EXERCISE DIRECTIONS: Copy out exactly every line from the line containing "assert_ne!(a.id, b.id);" until the records below end, inclusive of both boundary lines.

(Stored data)
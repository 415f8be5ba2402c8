//! Product domain models.

use chrono::{DateTime, Utc};
use serde::{Deserialize, Serialize};

use stockbook_core::{Price, ProductId};

/// A tracked product.
#[derive(Debug, Clone, PartialEq, Serialize, Deserialize)]
pub struct Product {
    /// Unique product ID. Immutable once created.
    pub id: ProductId,
    /// Display name. Duplicate names across products are allowed.
    pub name: String,
    /// Free-text category used for filtering.
    pub category: String,
    /// Current on-hand stock, counted in `unit`s.
    pub stock: u32,
    /// Unit label (e.g. "pcs", "kg").
    pub unit: String,
    /// Reorder threshold; stock at or below this level counts as low.
    pub min_stock: u32,
    /// Per-unit price.
    pub price: Price,
    /// When the product was created.
    pub created_at: DateTime<Utc>,
}

/// Input for creating or replacing a product.
///
/// An edit replaces every mutable field, so create and update share one
/// input shape; `id` and `created_at` are never caller-supplied.
#[derive(Debug, Clone, Deserialize)]
pub struct ProductInput {
    /// Display name.
    pub name: String,
    /// Free-text category.
    pub category: String,
    /// On-hand stock.
    pub stock: u32,
    /// Unit label.
    pub unit: String,
    /// Reorder threshold.
    pub min_stock: u32,
    /// Per-unit price.
    pub price: Price,
}

/// Stock level classification for a single product.
///
/// This is the badge shown next to a product. It differs from the
/// low-stock dashboard metric in one way: the metric counts exhausted
/// products as low, the badge reports them as [`StockStatus::Out`].
#[derive(Debug, Clone, Copy, PartialEq, Eq, Hash, Serialize, Deserialize)]
#[serde(rename_all = "snake_case")]
pub enum StockStatus {
    /// Stock above the reorder threshold.
    Available,
    /// Stock at or below the reorder threshold, but not exhausted.
    Low,
    /// No stock on hand.
    Out,
}

impl Product {
    /// Build a new product from caller input with a fresh ID and the
    /// current timestamp.
    pub(crate) fn new(input: ProductInput) -> Self {
        Self {
            id: ProductId::generate(),
            name: input.name,
            category: input.category,
            stock: input.stock,
            unit: input.unit,
            min_stock: input.min_stock,
            price: input.price,
            created_at: Utc::now(),
        }
    }

    /// Replace every mutable field from `input`, keeping `id` and
    /// `created_at`.
    pub(crate) fn apply(&mut self, input: ProductInput) {
        self.name = input.name;
        self.category = input.category;
        self.stock = input.stock;
        self.unit = input.unit;
        self.min_stock = input.min_stock;
        self.price = input.price;
    }

    /// Classify current stock against the reorder threshold.
    #[must_use]
    pub const fn stock_status(&self) -> StockStatus {
        if self.stock == 0 {
            StockStatus::Out
        } else if self.stock <= self.min_stock {
            StockStatus::Low
        } else {
            StockStatus::Available
        }
    }
}

#[cfg(test)]
#[allow(clippy::unwrap_used)]
mod tests {
    use rust_decimal::Decimal;

    use super::*;

    fn input(stock: u32, min_stock: u32) -> ProductInput {
        ProductInput {
            name: "Kopi".to_string(),
            category: "Minuman".to_string(),
            stock,
            unit: "pcs".to_string(),
            min_stock,
            price: Price::new(Decimal::from(1000)).unwrap(),
        }
    }

    #[test]
    fn test_new_assigns_id_and_timestamp() {
        let a = Product::new(input(5, 2));
        let b = Product::new(input(5, 2));
        assert_ne!(a.id, b.id);
        assert_eq!(a.name, "Kopi");
        assert_eq!(a.stock, 5);
    }

    #[test]
    fn test_apply_preserves_id_and_created_at() {
        let mut product = Product::new(input(5, 2));
        let id = product.id;
        let created_at = product.created_at;

        let mut replacement = input(9, 3);
        replacement.name = "Kopi Hitam".to_string();
        product.apply(replacement);

        assert_eq!(product.id, id);
        assert_eq!(product.created_at, created_at);
        assert_eq!(product.name, "Kopi Hitam");
        assert_eq!(product.stock, 9);
        assert_eq!(product.min_stock, 3);
    }

    #[test]
    fn test_stock_status_out() {
        let product = Product::new(input(0, 0));
        assert_eq!(product.stock_status(), StockStatus::Out);
    }

    #[test]
    fn test_stock_status_low() {
        let product = Product::new(input(2, 2));
        assert_eq!(product.stock_status(), StockStatus::Low);
    }

    #[test]
    fn test_stock_status_available() {
        let product = Product::new(input(3, 2));
        assert_eq!(product.stock_status(), StockStatus::Available);
    }

    #[test]
    fn test_serde_roundtrip() {
        let product = Product::new(input(5, 2));
        let json = serde_json::to_string(&product).unwrap();
        let back: Product = serde_json::from_str(&json).unwrap();
        assert_eq!(back, product);
    }
}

EXERCISE ANSWER:
        assert_ne!(a.id, b.id);
        assert_eq!(a.name, "Kopi");
        assert_eq!(a.stock, 5);
    }

    #[test]
    fn test_apply_preserves_id_and_created_at() {
        let mut product = Product::new(input(5, 2));
        let id = product.id;
        let created_at = product.created_at;

        let mut replacement = input(9, 3);
        replacement.name = "Kopi Hitam".to_string();
        product.apply(replacement);

        assert_eq!(product.id, id);
        assert_eq!(product.created_at, created_at);
        assert_eq!(product.name, "Kopi Hitam");
        assert_eq!(product.stock, 9);
        assert_eq!(product.min_stock, 3);
    }

    #[test]
    fn test_stock_status_out() {
        let product = Product::new(input(0, 0));
        assert_eq!(product.stock_status(), StockStatus::Out);
    }

    #[test]
    fn test_stock_status_low() {
        let product = Product::new(input(2, 2));
        assert_eq!(product.stock_status(), StockStatus::Low);
    }

    #[test]
    fn test_stock_status_available() {
        let product = Product::new(input(3, 2));
        assert_eq!(product.stock_status(), StockStatus::Available);
    }

    #[test]
    fn test_serde_roundtrip() {
        let product = Product::new(input(5, 2));
        let json = serde_json::to_string(&product).unwrap();
        let back: Product = serde_json::from_str(&json).unwrap();
        assert_eq!(back, product);
    }
}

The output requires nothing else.